Bernie Sanders won decisive victories in Democratic caucuses in Alaska, Washington and Hawaii Saturday, giving his campaign a much-needed boost as he seeks to disrupt Hillary Clinton's path to the party's presidential nomination.
While the results barely dented Hillary Clinton’s significant delegate lead, Sanders’ wins underscored her persistent vulnerabilities within her own party, particularly with young voters and liberal activists who have been inspired by her rival’s unapologetically liberal message.
There are 22 more Democrat primaries to go before June 14.
Sanders cast his performance as part of a Western comeback, telling the Associated Press that he expects to close the delegate gap with Clinton as the contest moves to the more liberal northeastern states, including her home state of New York. He also said his campaign is increasing its outreach to superdelegates, the party insiders who can pick either candidate, and are overwhelmingly with Clinton.
“The Deep South is a very conservative part of the country,” Sanders said. “Now that we’re heading into a progressive part of the country, we expect to do much better.”
He added: “There is a path to victory.” With Clinton far in front, however, it is a difficult path.
Clinton anticipated Saturday’s losses against the Vermont senator: She barely campaigned in the three states, making just one day of stops in Washington state, and was spending the Easter weekend with her family.
US networks projected Sanders winning by wide margins in all three states where 142 delegates were up for grabs – 101 in Washington, 16 in Alaska and 25 in Hawaii.
The networks projected Sanders winning 79 percent against 21 percent for Clinton in Alaska. In Washington, he was projected to win 72 percent against 28 for Clinton. In Hawaii 71 percent against Clinton’s 29 percent.
Going into Saturday, Clinton had already amassed 1,711 delegates, including superdelegates who are unelected by voters, compared to 952 for Sanders, according to a CNN count.
To win the Democratic nomination at the July convention in Philadelphia, 2,383 delegates are needed.
Despite his victories on Saturday, Sanders, who has drawn strong support from young voters with his populist message, still faces an uphill battle to overcome Clinton's lead, especially as Democrats allocate delegates proportionally by state.
Sanders spent millions of dollars on campaign ads ahead of Saturday's caucuses and visited Seattle on Friday, giving a rousing rendition of his standard stump speech in which he railed against police brutality, a too-low minimum wage, soaring student debt and other ills.
"Real change historically always takes place from the bottom on up when millions of people come together," Sanders said to applause and cheers from the crowd in the city's Safeco Field baseball stadium.
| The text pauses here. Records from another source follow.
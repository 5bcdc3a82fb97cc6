//! Collection identity (table + filter), ordering, and handle configuration.

use std::cmp::Ordering;
use std::collections::BTreeMap;
use std::fmt;

use serde::{Deserialize, Serialize};
use serde_json::{Number, Value};
use uuid::Uuid;

use crate::event::Record;
use crate::live::LiveConfig;

/// Fixed namespace UUID for deterministic channel id derivation.
///
/// Channel ids are UUID v5 values derived from this namespace and
/// `"{table}:{filter_expr}"`, so the same identity always maps to the same
/// channel name regardless of which process computes it.
const CHANNEL_NAMESPACE: Uuid = Uuid::from_bytes([
    0x3f, 0x6b, 0x21, 0xd4, 0x8a, 0x0c, 0x4e, 0x57, 0x9d, 0x12, 0x6e, 0xa4, 0xc0, 0x3b, 0x75, 0x18,
]);

/// Ordering field used when none is configured.
pub const DEFAULT_ORDER_FIELD: &str = "created_at";

/// Equality filter over record fields.
///
/// Fields are kept sorted so that two filters built in a different order
/// compare and render identically. `null` values are never stored: a filter
/// entry whose value is not known yet simply does not constrain the query.
///
/// # Examples
///
/// ```
/// use livecollection::Filter;
///
/// let store_id: Option<&str> = None;
/// let filter = Filter::new().eq("status", "pending").eq_opt("store_id", store_id);
/// assert_eq!(filter.len(), 1);
/// assert_eq!(filter.to_expr(), "status=eq.pending");
/// ```
#[derive(Debug, Clone, Default, PartialEq, Eq, Hash, Serialize, Deserialize)]
pub struct Filter(BTreeMap<String, FilterValue>);

/// A scalar filter value. Wraps a JSON value so it can be hashed.
#[derive(Debug, Clone, PartialEq, Serialize, Deserialize)]
#[serde(transparent)]
struct FilterValue(Value);

impl Eq for FilterValue {}

impl std::hash::Hash for FilterValue {
    fn hash<H: std::hash::Hasher>(&self, state: &mut H) {
        self.0.to_string().hash(state);
    }
}

impl Filter {
    /// An empty filter (matches every record).
    pub fn new() -> Self {
        Self::default()
    }

    /// Require `field == value`. A `null` value leaves the filter unchanged.
    pub fn eq(mut self, field: impl Into<String>, value: impl Into<Value>) -> Self {
        let value = value.into();
        if !value.is_null() {
            self.0.insert(field.into(), FilterValue(value));
        }
        self
    }

    /// Require `field == value` when `value` is known.
    pub fn eq_opt<V: Into<Value>>(self, field: impl Into<String>, value: Option<V>) -> Self {
        match value {
            Some(v) => self.eq(field, v),
            None => self,
        }
    }

    /// The required value for `field`, if constrained.
    pub fn get(&self, field: &str) -> Option<&Value> {
        self.0.get(field).map(|v| &v.0)
    }

    /// Iterate `(field, value)` pairs in field order.
    pub fn iter(&self) -> impl Iterator<Item = (&str, &Value)> {
        self.0.iter().map(|(k, v)| (k.as_str(), &v.0))
    }

    pub fn len(&self) -> usize {
        self.0.len()
    }

    pub fn is_empty(&self) -> bool {
        self.0.is_empty()
    }

    /// Returns `true` if every constrained field of `record` equals the
    /// filter value.
    pub fn matches(&self, record: &Record) -> bool {
        self.0
            .iter()
            .all(|(field, expected)| record.get(field) == Some(&expected.0))
    }

    /// Render the filter as `field=eq.value` pairs joined by commas.
    pub fn to_expr(&self) -> String {
        self.0
            .iter()
            .map(|(field, value)| match &value.0 {
                Value::String(s) => format!("{field}=eq.{s}"),
                other => format!("{field}=eq.{other}"),
            })
            .collect::<Vec<_>>()
            .join(",")
    }
}

/// Sort order of a collection view.
#[derive(Debug, Clone, PartialEq, Eq, Hash, Serialize, Deserialize)]
pub struct OrderSpec {
    /// Field compared between records.
    pub field: String,
    /// `true` for smallest first.
    pub ascending: bool,
}

impl Default for OrderSpec {
    fn default() -> Self {
        Self::descending(DEFAULT_ORDER_FIELD)
    }
}

impl OrderSpec {
    pub fn ascending(field: impl Into<String>) -> Self {
        Self {
            field: field.into(),
            ascending: true,
        }
    }

    pub fn descending(field: impl Into<String>) -> Self {
        Self {
            field: field.into(),
            ascending: false,
        }
    }

    /// Compare two records by this spec.
    ///
    /// Missing and `null` keys sort as the largest value, so they come
    /// last when ascending and first when descending, the same placement a
    /// SQL backend gives them by default.
    pub fn compare(&self, a: &Record, b: &Record) -> Ordering {
        let ord = compare_values(a.get(&self.field), b.get(&self.field));
        if self.ascending { ord } else { ord.reverse() }
    }

    /// Returns `true` if `records` is sorted by this spec.
    pub fn is_sorted(&self, records: &[Record]) -> bool {
        records
            .windows(2)
            .all(|w| self.compare(&w[0], &w[1]) != Ordering::Greater)
    }
}

fn rank(value: Option<&Value>) -> u8 {
    match value {
        Some(Value::Bool(_)) => 0,
        Some(Value::Number(_)) => 1,
        Some(Value::String(_)) => 2,
        Some(Value::Array(_)) => 3,
        Some(Value::Object(_)) => 4,
        Some(Value::Null) | None => 5,
    }
}

fn compare_values(a: Option<&Value>, b: Option<&Value>) -> Ordering {
    match (a, b) {
        (Some(Value::Bool(x)), Some(Value::Bool(y))) => x.cmp(y),
        (Some(Value::Number(x)), Some(Value::Number(y))) => compare_numbers(x, y),
        (Some(Value::String(x)), Some(Value::String(y))) => x.cmp(y),
        _ => rank(a).cmp(&rank(b)),
    }
}

/// Exact ordering across integers and floats. Converting a large integer to
/// `f64` rounds it, which would make the order intransitive.
fn compare_numbers(x: &Number, y: &Number) -> Ordering {
    match (integer(x), integer(y)) {
        (Some(x), Some(y)) => x.cmp(&y),
        (Some(x), None) => compare_integer_float(x, float(y)),
        (None, Some(y)) => compare_integer_float(y, float(x)).reverse(),
        (None, None) => float(x).partial_cmp(&float(y)).unwrap_or(Ordering::Equal),
    }
}

fn integer(n: &Number) -> Option<i128> {
    n.as_i64()
        .map(i128::from)
        .or_else(|| n.as_u64().map(i128::from))
}

fn float(n: &Number) -> f64 {
    // serde_json numbers are finite.
    n.as_f64().unwrap_or(0.0)
}

fn compare_integer_float(i: i128, f: f64) -> Ordering {
    // 2^64: every i64 and u64 lies strictly between -BOUND and BOUND.
    const BOUND: f64 = 18_446_744_073_709_551_616.0;
    if f >= BOUND {
        return Ordering::Less;
    }
    if f <= -BOUND {
        return Ordering::Greater;
    }
    let whole = f.trunc();
    // Exact: `whole` is integral and inside the i128 range.
    match i.cmp(&(whole as i128)) {
        Ordering::Equal => 0.0_f64
            .partial_cmp(&(f - whole))
            .unwrap_or(Ordering::Equal),
        unequal => unequal,
    }
}

/// The logical identity of a live view: table plus filter.
#[derive(Debug, Clone, PartialEq, Eq, Hash, Serialize, Deserialize)]
pub struct CollectionIdentity {
    pub table: String,
    pub filter: Filter,
}

impl CollectionIdentity {
    pub fn new(table: impl Into<String>, filter: Filter) -> Self {
        Self {
            table: table.into(),
            filter,
        }
    }

    /// Deterministic channel id for this identity.
    ///
    /// # Examples
    ///
    /// ```
    /// use livecollection::{CollectionIdentity, Filter};
    ///
    /// let a = CollectionIdentity::new("orders", Filter::new().eq("status", "pending"));
    /// let b = CollectionIdentity::new("orders", Filter::new().eq("status", "pending"));
    /// assert_eq!(a.channel_id(), b.channel_id());
    /// ```
    pub fn channel_id(&self) -> Uuid {
        Uuid::new_v5(&CHANNEL_NAMESPACE, self.to_string().as_bytes())
    }
}

impl fmt::Display for CollectionIdentity {
    fn fmt(&self, f: &mut fmt::Formatter<'_>) -> fmt::Result {
        write!(f, "{}:{}", self.table, self.filter.to_expr())
    }
}

/// Everything a backend needs to run the initial query of a view.
#[derive(Debug, Clone, PartialEq, Eq)]
pub struct QueryRequest {
    pub identity: CollectionIdentity,
    pub order: OrderSpec,
    /// Field-expansion clause (joined relations, aggregate counts).
    pub select: Option<String>,
}

/// Configuration of one [`SyncedCollection`](crate::SyncedCollection).
///
/// Two configs that differ in any field describe different views; handing a
/// different config to
/// [`reconfigure`](crate::SyncedCollection::reconfigure) tears the old view
/// down.
///
/// # Examples
///
/// ```
/// use livecollection::{CollectionConfig, OrderSpec};
///
/// let config = CollectionConfig::new("orders")
///     .filter_eq("status", "pending")
///     .order(OrderSpec::descending("order_date"));
/// assert_eq!(config.identity().to_string(), "orders:status=eq.pending");
/// assert!(config.enabled);
/// ```
#[derive(Debug, Clone, PartialEq)]
pub struct CollectionConfig {
    pub table: String,
    pub filter: Filter,
    pub order: OrderSpec,
    pub select: Option<String>,
    /// When `false` the handle neither loads nor subscribes.
    pub enabled: bool,
    pub live: LiveConfig,
}

impl CollectionConfig {
    /// A config for `table` with no filter, default ordering, enabled.
    pub fn new(table: impl Into<String>) -> Self {
        Self {
            table: table.into(),
            filter: Filter::new(),
            order: OrderSpec::default(),
            select: None,
            enabled: true,
            live: LiveConfig::default(),
        }
    }

    pub fn filter(mut self, filter: Filter) -> Self {
        self.filter = filter;
        self
    }

    /// Add one equality constraint to the filter.
    pub fn filter_eq(mut self, field: impl Into<String>, value: impl Into<Value>) -> Self {
        self.filter = self.filter.eq(field, value);
        self
    }

    pub fn order(mut self, order: OrderSpec) -> Self {
        self.order = order;
        self
    }

    pub fn select(mut self, select: impl Into<String>) -> Self {
        self.select = Some(select.into());
        self
    }

    pub fn enabled(mut self, enabled: bool) -> Self {
        self.enabled = enabled;
        self
    }

    pub fn live(mut self, live: LiveConfig) -> Self {
        self.live = live;
        self
    }

    pub fn identity(&self) -> CollectionIdentity {
        CollectionIdentity::new(self.table.clone(), self.filter.clone())
    }

    pub fn query_request(&self) -> QueryRequest {
        QueryRequest {
            identity: self.identity(),
            order: self.order.clone(),
            select: self.select.clone(),
        }
    }
}

#[cfg(test)]
mod tests {
    use super::*;
    use serde_json::json;

    fn rec(value: Value) -> Record {
        Record::try_from(value).expect("test record should be an object")
    }

    #[test]
    fn mixed_number_ordering_is_transitive() {
        // 2^53 + 1 has no exact f64; it rounds down to 2^53.
        let big_int = json!(9_007_199_254_740_993_i64);
        let float = json!(9_007_199_254_740_992.0_f64);
        let int = json!(9_007_199_254_740_992_i64);

        assert_eq!(compare_values(Some(&big_int), Some(&float)), Ordering::Greater);
        assert_eq!(compare_values(Some(&float), Some(&int)), Ordering::Equal);
        assert_eq!(compare_values(Some(&big_int), Some(&int)), Ordering::Greater);
    }

    #[test]
    fn integers_and_floats_interleave() {
        let cases = [
            (json!(2), json!(2.5), Ordering::Less),
            (json!(-1), json!(-1.5), Ordering::Greater),
            (json!(-2), json!(-1.5), Ordering::Less),
            (json!(0), json!(-0.0), Ordering::Equal),
            (json!(u64::MAX), json!(1.0e20), Ordering::Less),
            (json!(i64::MIN), json!(-1.0e20), Ordering::Greater),
            (json!(u64::MAX), json!(i64::MAX), Ordering::Greater),
        ];
        for (a, b, expected) in cases {
            assert_eq!(compare_values(Some(&a), Some(&b)), expected, "{a} vs {b}");
            assert_eq!(
                compare_values(Some(&b), Some(&a)),
                expected.reverse(),
                "{b} vs {a}"
            );
        }
    }

    #[test]
    fn null_values_are_excluded_from_filters() {
        let f = Filter::new()
            .eq("status", "pending")
            .eq("store_id", Value::Null)
            .eq_opt("customer_id", None::<&str>);
        assert_eq!(f.len(), 1);
        assert_eq!(f.get("store_id"), None);
    }

    #[test]
    fn filter_order_does_not_affect_identity() {
        let a = Filter::new().eq("a", 1).eq("b", "x");
        let b = Filter::new().eq("b", "x").eq("a", 1);
        assert_eq!(a, b);
        assert_eq!(a.to_expr(), "a=eq.1,b=eq.x");
        assert_eq!(
            CollectionIdentity::new("t", a).channel_id(),
            CollectionIdentity::new("t", b).channel_id()
        );
    }

    #[test]
    fn different_filters_give_different_channels() {
        let pending = CollectionIdentity::new("orders", Filter::new().eq("status", "pending"));
        let shipped = CollectionIdentity::new("orders", Filter::new().eq("status", "shipped"));
        assert_ne!(pending.channel_id(), shipped.channel_id());
        assert_ne!(pending, shipped);
    }

    #[test]
    fn filter_matches_on_equality() {
        let f = Filter::new().eq("status", "pending").eq("store_id", 4);
        assert!(f.matches(&rec(json!({"id": 1, "status": "pending", "store_id": 4}))));
        assert!(!f.matches(&rec(json!({"id": 1, "status": "pending", "store_id": 5}))));
        assert!(!f.matches(&rec(json!({"id": 1, "status": "pending"}))));
        assert!(Filter::new().matches(&rec(json!({"id": 1}))));
    }

    #[test]
    fn default_order_is_created_at_descending() {
        let order = OrderSpec::default();
        assert_eq!(order.field, "created_at");
        assert!(!order.ascending);
    }

    #[test]
    fn compare_numbers_and_strings() {
        let asc = OrderSpec::ascending("k");
        assert_eq!(
            asc.compare(&rec(json!({"k": 2})), &rec(json!({"k": 10}))),
            Ordering::Less
        );
        assert_eq!(
            asc.compare(&rec(json!({"k": 1.5})), &rec(json!({"k": 1}))),
            Ordering::Greater
        );
        assert_eq!(
            asc.compare(
                &rec(json!({"k": "2024-01-02T00:00:00Z"})),
                &rec(json!({"k": "2024-01-10T00:00:00Z"}))
            ),
            Ordering::Less
        );
    }

    #[test]
    fn missing_keys_sort_last_ascending_first_descending() {
        let with = rec(json!({"id": 1, "k": 5}));
        let without = rec(json!({"id": 2}));
        assert_eq!(
            OrderSpec::ascending("k").compare(&with, &without),
            Ordering::Less
        );
        assert_eq!(
            OrderSpec::descending("k").compare(&with, &without),
            Ordering::Greater
        );
    }

    #[test]
    fn config_builder_and_query_request() {
        let config = CollectionConfig::new("reviews")
            .filter_eq("store_id", "s-1")
            .select("*, reviewer:profiles(full_name)")
            .enabled(false);
        let request = config.query_request();
        assert_eq!(request.identity.table, "reviews");
        assert_eq!(request.identity.filter.get("store_id"), Some(&json!("s-1")));
        assert_eq!(request.select.as_deref(), Some("*, reviewer:profiles(full_name)"));
        assert_eq!(request.order, OrderSpec::default());
        assert!(!config.enabled);
    }
}
impl RemoteCollectionClient for MemoryBackend {
    fn query<'a>(
        &'a self,
        request: &'a QueryRequest,
    ) -> BoxFuture<'a, Result<Vec<Record>, RemoteError>> {
        Box::pin(async move {
            // The result is fixed when the query is issued, like a snapshot
            // read; a held query returns it late.
            let (result, gate) = {
                let mut state = self.lock();
                state.last_query = Some(request.clone());
                let result = match state.query_failures.pop_front() {
                    Some(error) => Err(error),
                    None => {
                        let filter = &request.identity.filter;
                        let mut rows: Vec<Record> = state
                            .tables
                            .get(&request.identity.table)
                            .map(|rows| rows.iter().filter(|r| filter.matches(r)).cloned().collect())
                            .unwrap_or_default();
                        rows.sort_by(|a, b| request.order.compare(a, b));
                        Ok(rows)
                    }
                };
                (result, state.gate.clone())
            };
            self.shared.queries.send_modify(|issued| *issued += 1);

            if let Some(mut gate) = gate {
                let _ = gate.wait_for(|open| *open).await;
            }
            result
        })
    }

    fn insert<'a>(
        &'a self,
        table: &'a str,
        payload: Record,
        _select: Option<&'a str>,
    ) -> BoxFuture<'a, Result<Record, RemoteError>> {
        Box::pin(async move {
            let mut state = self.lock();
            if let Some(error) = state.mutation_failures.pop_front() {
                return Err(error);
            }
            let mut record = payload;
            let id = match record.id() {
                Some(id) => id,
                None => {
                    state.next_id += 1;
                    record.insert(ID_FIELD, state.next_id);
                    RecordId::Int(state.next_id)
                }
            };
            if state.position(table, &id).is_some() {
                return Err(RemoteError::new(
                    409,
                    format!("duplicate key value violates unique constraint on `{table}.id`"),
                ));
            }
            if let RecordId::Int(n) = id {
                state.next_id = state.next_id.max(n);
            }
            state
                .tables
                .entry(table.to_owned())
                .or_default()
                .push(record.clone());
            state.commit(RowChange {
                table: table.to_owned(),
                before: None,
                after: Some(record.clone()),
            });
            Ok(record)
        })
    }

    fn update<'a>(
        &'a self,
        table: &'a str,
        id: &'a RecordId,
        patch: Record,
        _select: Option<&'a str>,
    ) -> BoxFuture<'a, Result<Record, RemoteError>> {
        Box::pin(async move {
            let mut state = self.lock();
            if let Some(error) = state.mutation_failures.pop_front() {
                return Err(error);
            }
            let Some(index) = state.position(table, id) else {
                return Err(RemoteError::not_found(format!("no row in `{table}` with id {id}")));
            };
            let Some(row) = state.tables.get_mut(table).and_then(|rows| rows.get_mut(index)) else {
                return Err(RemoteError::not_found(format!("no row in `{table}` with id {id}")));
            };
            let before = row.clone();
            row.merge(&patch);
            // The key is immutable.
            row.insert(ID_FIELD, id.to_value());
            let after = row.clone();
            state.commit(RowChange {
                table: table.to_owned(),
                before: Some(before),
                after: Some(after.clone()),
            });
            Ok(after)
        })
    }

    fn delete<'a>(
        &'a self,
        table: &'a str,
        id: &'a RecordId,
    ) -> BoxFuture<'a, Result<(), RemoteError>> {
        Box::pin(async move {
            let mut state = self.lock();
            if let Some(error) = state.mutation_failures.pop_front() {
                return Err(error);
            }
            let Some(index) = state.position(table, id) else {
                return Ok(());
            };
            let Some(removed) = state.tables.get_mut(table).map(|rows| rows.remove(index)) else {
                return Ok(());
            };
            state.commit(RowChange {
                table: table.to_owned(),
                before: Some(removed),
                after: None,
            });
            Ok(())
        })
    }

    fn subscribe<'a>(
        &'a self,
        identity: &'a CollectionIdentity,
    ) -> BoxFuture<'a, Result<Subscription, RemoteError>> {
        Box::pin(async move {
            let mut state = self.lock();
            if let Some(error) = state.subscribe_failures.pop_front() {
                return Err(error);
            }
            let (tx, rx) = mpsc::unbounded_channel();
            if !state.withhold_acks {
                let _ = tx.send(SubscriptionMessage::Subscribed);
            }
            let id = SubscriptionId::new();
            state.subscribers.insert(
                id,
                Subscriber {
                    identity: identity.clone(),
                    tx,
                },
            );
            Ok(Subscription {
                id,
                messages: Box::pin(UnboundedReceiverStream::new(rx)),
            })
        })
    }

    fn unsubscribe(&self, id: SubscriptionId) -> BoxFuture<'_, ()> {
        Box::pin(async move {
            self.lock().subscribers.remove(&id);
        })
    }
}

#[cfg(test)]
mod tests {
    use std::time::Duration;

    use serde_json::json;
    use tokio_stream::StreamExt;

    use super::*;
    use crate::collection::{Filter, OrderSpec};

    fn rec(value: serde_json::Value) -> Record {
        Record::try_from(value).expect("test record should be an object")
    }

    fn request(table: &str, filter: Filter, order: OrderSpec) -> QueryRequest {
        QueryRequest {
            identity: CollectionIdentity::new(table, filter),
            order,
            select: None,
        }
    }

    async fn next_message(sub: &mut Subscription) -> SubscriptionMessage {
        tokio::time::timeout(Duration::from_secs(1), sub.messages.next())
            .await
            .expect("message should arrive in time")
            .expect("stream should be open")
    }

    #[tokio::test]
    async fn query_filters_and_orders() {
        let backend = MemoryBackend::new();
        backend.seed(
            "orders",
            [
                json!({"id": 1, "status": "pending", "order_date": "2024-01-01"}),
                json!({"id": 2, "status": "shipped", "order_date": "2024-01-02"}),
                json!({"id": 3, "status": "pending", "order_date": "2024-01-03"}),
            ],
        );
        let rows = backend
            .query(&request(
                "orders",
                Filter::new().eq("status", "pending"),
                OrderSpec::descending("order_date"),
            ))
            .await
            .expect("query should succeed");
        let ids: Vec<_> = rows.iter().filter_map(Record::id).collect();
        assert_eq!(ids, vec![RecordId::Int(3), RecordId::Int(1)]);
    }

    #[tokio::test]
    async fn query_of_unknown_table_is_empty() {
        let backend = MemoryBackend::new();
        let rows = backend
            .query(&request("nope", Filter::new(), OrderSpec::default()))
            .await
            .expect("query should succeed");
        assert!(rows.is_empty());
        assert_eq!(backend.query_count(), 1);
    }

    #[tokio::test]
    async fn injected_query_failure_is_returned_once() {
        let backend = MemoryBackend::new();
        backend.fail_next_query(RemoteError::unavailable("down"));
        let req = request("orders", Filter::new(), OrderSpec::default());
        let err = backend.query(&req).await.expect_err("first query fails");
        assert_eq!(err.status, 503);
        backend.query(&req).await.expect("second query succeeds");
    }

    #[tokio::test]
    async fn subscription_is_acknowledged_then_receives_matching_changes() {
        let backend = MemoryBackend::new();
        let identity = CollectionIdentity::new("orders", Filter::new().eq("status", "pending"));
        let mut sub = backend.subscribe(&identity).await.expect("subscribe");
        assert_eq!(next_message(&mut sub).await, SubscriptionMessage::Subscribed);

        backend
            .insert("orders", rec(json!({"status": "shipped"})), None)
            .await
            .expect("insert non-matching");
        let stored = backend
            .insert("orders", rec(json!({"status": "pending"})), None)
            .await
            .expect("insert matching");
        assert_eq!(stored.id(), Some(RecordId::Int(2)));

        assert_eq!(
            next_message(&mut sub).await,
            SubscriptionMessage::Change(ChangeEvent::Insert { record: stored })
        );
    }

    #[tokio::test]
    async fn update_leaving_filter_is_delivered_as_delete() {
        let backend = MemoryBackend::new();
        backend.seed("orders", [json!({"id": 7, "status": "pending"})]);
        let identity = CollectionIdentity::new("orders", Filter::new().eq("status", "pending"));
        let mut sub = backend.subscribe(&identity).await.expect("subscribe");
        next_message(&mut sub).await;

        backend
            .update("orders", &RecordId::Int(7), rec(json!({"status": "shipped"})), None)
            .await
            .expect("update");
        assert_eq!(
            next_message(&mut sub).await,
            SubscriptionMessage::Change(ChangeEvent::Delete {
                previous: rec(json!({"id": 7, "status": "pending"})),
            })
        );
    }

    #[tokio::test]
    async fn update_of_missing_row_is_not_found() {
        let backend = MemoryBackend::new();
        let err = backend
            .update("orders", &RecordId::Int(1), Record::default(), None)
            .await
            .expect_err("missing row");
        assert_eq!(err.status, 404);
    }

    #[tokio::test]
    async fn duplicate_insert_is_rejected() {
        let backend = MemoryBackend::new();
        backend.seed("orders", [json!({"id": 1})]);
        let err = backend
            .insert("orders", rec(json!({"id": 1})), None)
            .await
            .expect_err("duplicate id");
        assert_eq!(err.status, 409);
        // Seeded ids advance the generator.
        let next = backend
            .insert("orders", Record::default(), None)
            .await
            .expect("generated id");
        assert_eq!(next.id(), Some(RecordId::Int(2)));
    }

    #[tokio::test]
    async fn paused_delivery_is_flushed_in_order() {
        let backend = MemoryBackend::new();
        let identity = CollectionIdentity::new("notes", Filter::new());
        let mut sub = backend.subscribe(&identity).await.expect("subscribe");
        next_message(&mut sub).await;

        backend.pause_delivery();
        backend.insert("notes", rec(json!({"id": 1})), None).await.expect("insert");
        backend.delete("notes", &RecordId::Int(1)).await.expect("delete");
        let early = tokio::time::timeout(Duration::from_millis(20), sub.messages.next()).await;
        assert!(early.is_err(), "nothing delivered while paused");

        backend.resume_delivery();
        assert!(matches!(
            next_message(&mut sub).await,
            SubscriptionMessage::Change(ChangeEvent::Insert { .. })
        ));
        assert!(matches!(
            next_message(&mut sub).await,
            SubscriptionMessage::Change(ChangeEvent::Delete { .. })
        ));
    }

    #[tokio::test]
    async fn unsubscribe_is_idempotent_and_ends_stream() {
        let backend = MemoryBackend::new();
        let identity = CollectionIdentity::new("notes", Filter::new());
        let mut sub = backend.subscribe(&identity).await.expect("subscribe");
        assert_eq!(backend.subscriber_count(), 1);

        backend.unsubscribe(sub.id).await;
        backend.unsubscribe(sub.id).await;
        assert_eq!(backend.subscriber_count(), 0);

        assert_eq!(next_message(&mut sub).await, SubscriptionMessage::Subscribed);
        assert_eq!(sub.messages.next().await, None);
    }

    #[tokio::test]
    async fn held_query_returns_snapshot_from_issue_time() {
        let backend = MemoryBackend::new();
        backend.seed("notes", [json!({"id": 1})]);
        let gate = backend.hold_queries();

        let query_backend = backend.clone();
        let pending = tokio::spawn(async move {
            let req = request("notes", Filter::new(), OrderSpec::default());
            query_backend.query(&req).await
        });
        backend.wait_for_queries(1).await;
        backend.delete("notes", &RecordId::Int(1)).await.expect("delete");
        gate.release();

        let rows = pending
            .await
            .expect("query task should not panic")
            .expect("query should succeed");
        assert_eq!(rows.len(), 1, "held query still sees the deleted row");
    }
}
"We need a political revolution!"
He repeated that same message on Saturday in Wisconsin – the next state to hold primaries on April 5 – and reiterated his vow to legalise marijuana.
"Everybody knows marijuana is not a killer drug like heroin," he said. "And that is why I have introduced legislation to take marijuana out of the controlled substance act."
By contrast, Clinton in recent days has already shifted her focus toward November's general election.
She delivered a somber counterterrorism speech Wednesday in the aftermath of deadly attacks in Brussels, using it as an opportunity to launch vigorous assaults on Republican candidates Donald Trump and Ted Cruz and warn their "reckless" foreign policies would harm US interests.
"We need to rely on what actually works, not bluster that alienates our partners and doesn't make us any safer," she said.
Despite the huge delegate gap with Clinton that he needs to fill, Sanders has refused to throw in the towel.
A series of recent polls has shown Sanders consistently doing better than Clinton against Republicans Trump, Cruz and Ohio Governor John Kasich.
Saturday's three contests were caucuses, essentially neighborhood meetings where voters can discuss political platforms and debate the merits of the candidates.
Since they generally require voters to show up in person rather than mailing primary ballots, the format favours Sanders, whose supporters have consistently shown more grassroots enthusiasm.
Millennials and first-time voters have been flocking to Sanders's message of economic equality, universal health care and his call to reduce the influence of billionaires on the campaign finance system.
But the delegate math still dramatically favours Clinton.
According to RealClearPolitics poll averages, in the remaining states with the three largest delegate allocations – California, New York and Pennsylvania – Clinton leads Sanders by nine points, 34 points and 28 points respectively.